『わたしの居場所、このまちの。:制度の外側と内側から見る第三の場所』(水曜社, 2021年)のご案内

山岸仮設の同窓お茶っこ会に向けて

大船渡市末崎町の末崎小学校校庭に、山岸仮設(山岸団地)という仮設住宅がありました。58戸の仮設住宅で、東日本大震災から2ヶ月後の2011年5月11日に完成。2016年6月末に閉鎖されるまでの約5年間にわたって暮らしの場になってきました。
既に撤去工事も完了しており、2016年12月6日は小学校による「おかえりなさい校庭の会」が、2017年5月20日は震災後初となる「こいのぼり大運動会」が開催されています。

山岸仮設では元住民による「同窓お茶っこ会」が定期的に開かれてきました。
2016年7月10日、山岸レディース(婦人会)主催で、仮設住宅集会所で続けられてきたヨーガ・セラピーの講師へのお礼を兼ねた食事会が開かれ、約20人が参加。この日の集まりで、これからも集まりを継続したい、女性だけでなく男性や支援員にも声をかけるのはどうかという声があがったため、2017年2月12日、山岸仮設の(旧)自治会主催で「同窓お茶っこ会」が開かれました。「同窓お茶っこ会」には約30人の参加があり、今後も年に2回、「同窓お茶っこ会」を開催することが話し合われました。

そして、今月、山岸仮設の(旧)自治会が主催する2回目の「同窓お茶っこ会」が開催されることになっており、本日(2017年9月12日)、「居場所ハウス」にて打合せが行われました。
打合せに参加されたのは山岸レディースの役員だった方々と、山岸仮設の支援員をされていた方。山岸仮設に入居したのは、主に末崎町の門之浜、小細浦、小河原の3地区の住民であり、それぞれの地区から1人ずつ、山岸レディースの役員が選ばれたという経緯があり、それぞれの地区の代表というかたちで「同窓お茶っこ会」の幹事をつとめておられます。

本日の打合せでは、「同窓お茶っこ会」の流れ、食事、予算などについての確認が行われました。「同窓お茶っこ会」を楽しみにされている方もいたようで、次にいつ開催するのかと催促されたという話、他の仮設住宅の方から羨ましがられるという話も聞きました。
当日は、山岸仮設の写真をスライドショーにしたDVD(支援員の方が制作されたDVD)を上映してはどうかという提案もありました。機器の使い方を確認するため、試しにスライドショーのDVDを上映したところ、こんなこともあった、あんなこともあったとスライドショーに見入っておられました。また、震災から年月が経過し少しずつ震災のことを忘れていくから、震災の時の話をして、当時を振り返るのはどうかという提案もありました。

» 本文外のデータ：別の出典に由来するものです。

use sea_orm::entity::prelude::*;
use sea_orm::{DatabaseConnection, QueryFilter, Set};
use chrono::Utc;
use serde::{Deserialize, Serialize};
use uuid::Uuid;

use crate::user;

#[derive(Clone, Debug, PartialEq, DeriveEntityModel, Serialize, Deserialize)]
#[sea_orm(table_name = "user_credentials")]
pub struct Model {
    #[sea_orm(primary_key, auto_increment = false)]
    pub id: Uuid,
    pub user_id: Uuid,
    pub password_hash: String,
    pub password_algorithm: String,
    pub created_at: DateTimeWithTimeZone,
    pub updated_at: DateTimeWithTimeZone,
}

#[derive(Copy, Clone, Debug, EnumIter)]
pub enum Relation {
    User,
}

impl RelationTrait for Relation {
    fn def(&self) -> RelationDef {
        match self {
            Relation::User => Entity::belongs_to(user::Entity)
                .from(Column::UserId)
                .to(user::Column::Id)
                .into(),
        }
    }
}

impl ActiveModelBehavior for ActiveModel {}

pub async fn find_by_user(db: &DatabaseConnection, user_id: Uuid) -> Result<Option<Model>, crate::errors::ModelError> {
    Entity::find()
        .filter(Column::UserId.eq(user_id))
        .one(db)
        .await
        .map_err(crate::errors::ModelError::from_db)
}

pub async fn upsert_password(
    db: &DatabaseConnection,
    user_id: Uuid,
    password_hash: String,
    algorithm: &str,
) -> Result<Model, crate::errors::ModelError> {
    if password_hash.trim().is_empty() {
        return Err(crate::errors::ModelError::Validation("password hash required".into()));
    }
    let now = Utc::now().into();
    if let Some(existing) = find_by_user(db, user_id).await? {
        let mut am: ActiveModel = existing.into();
        am.password_hash = Set(password_hash);
        am.password_algorithm = Set(algorithm.to_string());
        am.updated_at = Set(now);
        am.update(db).await.map_err(crate::errors::ModelError::from_db)
    } else {
        let am = ActiveModel {
            id: Set(Uuid::new_v4()),
            user_id: Set(user_id),
            password_hash: Set(password_hash),
            password_algorithm: Set(algorithm.to_string()),
            created_at: Set(now),
            updated_at: Set(now),
        };
        am.insert(db).await.map_err(crate::errors::ModelError::from_db)
    }
}
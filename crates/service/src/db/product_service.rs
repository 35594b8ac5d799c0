use chrono::Utc;
use sea_orm::{
    ActiveModelTrait, ColumnTrait, DatabaseConnection, EntityTrait, QueryFilter, QueryOrder, Set,
};
use uuid::Uuid;

use crate::errors::ServiceError;
use crate::product::repository::ProductFields;
use models::product;

/// The composite unique index on (user_id, barcode) is the backstop for the
/// application-level duplicate check; both surface as a conflict.
fn map_db_err(e: sea_orm::DbErr) -> ServiceError {
    match e.sql_err() {
        Some(sea_orm::SqlErr::UniqueConstraintViolation(_)) => {
            ServiceError::Conflict("product with this barcode already exists".into())
        }
        _ => ServiceError::Db(e.to_string()),
    }
}

pub async fn find_by_owner_and_barcode(
    db: &DatabaseConnection,
    owner_id: Uuid,
    barcode: i64,
) -> Result<Option<product::Model>, ServiceError> {
    product::Entity::find()
        .filter(product::Column::UserId.eq(owner_id))
        .filter(product::Column::Barcode.eq(barcode))
        .one(db)
        .await
        .map_err(map_db_err)
}

pub async fn list_by_owner(
    db: &DatabaseConnection,
    owner_id: Uuid,
) -> Result<Vec<product::Model>, ServiceError> {
    product::Entity::find()
        .filter(product::Column::UserId.eq(owner_id))
        .order_by_asc(product::Column::CreatedAt)
        .all(db)
        .await
        .map_err(map_db_err)
}

pub async fn find_by_id_for_owner(
    db: &DatabaseConnection,
    id: Uuid,
    owner_id: Uuid,
) -> Result<Option<product::Model>, ServiceError> {
    product::Entity::find_by_id(id)
        .filter(product::Column::UserId.eq(owner_id))
        .one(db)
        .await
        .map_err(map_db_err)
}

pub async fn insert_product(
    db: &DatabaseConnection,
    owner_id: Uuid,
    fields: &ProductFields,
) -> Result<product::Model, ServiceError> {
    let am = product::ActiveModel {
        id: Set(Uuid::new_v4()),
        user_id: Set(owner_id),
        name: Set(fields.name.clone()),
        price: Set(fields.price),
        barcode: Set(fields.barcode),
        quantity: Set(fields.quantity),
        created_at: Set(Utc::now().into()),
    };
    am.insert(db).await.map_err(map_db_err)
}

pub async fn update_product(
    db: &DatabaseConnection,
    id: Uuid,
    fields: &ProductFields,
) -> Result<product::Model, ServiceError> {
    let mut am: product::ActiveModel = product::Entity::find_by_id(id)
        .one(db)
        .await
        .map_err(map_db_err)?
        .ok_or_else(|| ServiceError::not_found("product"))?
        .into();
    am.name = Set(fields.name.clone());
    am.price = Set(fields.price);
    am.barcode = Set(fields.barcode);
    am.quantity = Set(fields.quantity);
    am.update(db).await.map_err(map_db_err)
}

pub async fn delete_product(db: &DatabaseConnection, id: Uuid) -> Result<bool, ServiceError> {
    let res = product::Entity::delete_by_id(id)
        .exec(db)
        .await
        .map_err(map_db_err)?;
    Ok(res.rows_affected > 0)
}

#[cfg(test)]
mod tests {
    use super::*;
    use crate::test_support::get_db;
    use models::user;
    use sea_orm::EntityTrait;

    #[tokio::test]
    async fn product_crud_service() -> Result<(), anyhow::Error> {
        if std::env::var("SKIP_DB_TESTS").is_ok() {
            return Ok(());
        }
        let db = get_db().await?;

        let sfx = Uuid::new_v4().simple().to_string();
        let owner = user::create(&db, &format!("svc_prod_{sfx}"), &format!("svc_prod_{sfx}@example.com")).await?;

        let fields = ProductFields { name: "Pen".into(), price: 10.0, barcode: 900_000_001, quantity: 5 };
        let created = insert_product(&db, owner.id, &fields).await?;
        assert_eq!(created.quantity, 5);

        let found = find_by_owner_and_barcode(&db, owner.id, 900_000_001).await?.unwrap();
        assert_eq!(found.id, created.id);
        assert!(find_by_id_for_owner(&db, created.id, Uuid::new_v4()).await?.is_none());

        // The unique index rejects a second insert with the same barcode.
        let dup = insert_product(&db, owner.id, &fields).await;
        assert!(matches!(dup, Err(ServiceError::Conflict(_))), "got: {dup:?}");

        let updated = update_product(
            &db,
            created.id,
            &ProductFields { name: "Blue Pen".into(), price: 12.5, barcode: 900_000_002, quantity: 7 },
        )
        .await?;
        assert_eq!(updated.name, "Blue Pen");
        assert_eq!(updated.barcode, 900_000_002);

        assert!(delete_product(&db, created.id).await?);
        assert!(!delete_product(&db, created.id).await?);
        assert!(list_by_owner(&db, owner.id).await?.is_empty());

        user::Entity::delete_by_id(owner.id).exec(&db).await?;
        Ok(())
    }
}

現在でも仮設住宅にお住いの方がいる状況では、一概に仮設住宅の暮らしを語ることはできないかもしれませんし、仮設住宅で暮らした方にしかわからない思いもあるかもしれませんが、仮設住宅から退去した後も、仮設住宅での暮らしを共にした人と集まり、その暮らしを大切にしながら振り返ろうとしている方々がいること。そのための集まりを、行政に声をかけられたわけでも、支援員に声をかけられたわけでもなく、元住民が自主的に開こうとされていること。このことは、忘れてはならないことです。
仮設住宅というのは、高台移転するまでの間の一時的な「仮の住まい」、高台移転すれば忘れ去られる「仮の住まい」では決してないということだと考えています。

今日の打合せで、1人の方が次のような話をされました。みなの元気な顔を見て、あの時に戻る。それだけで集まる意味があるんだよ、と。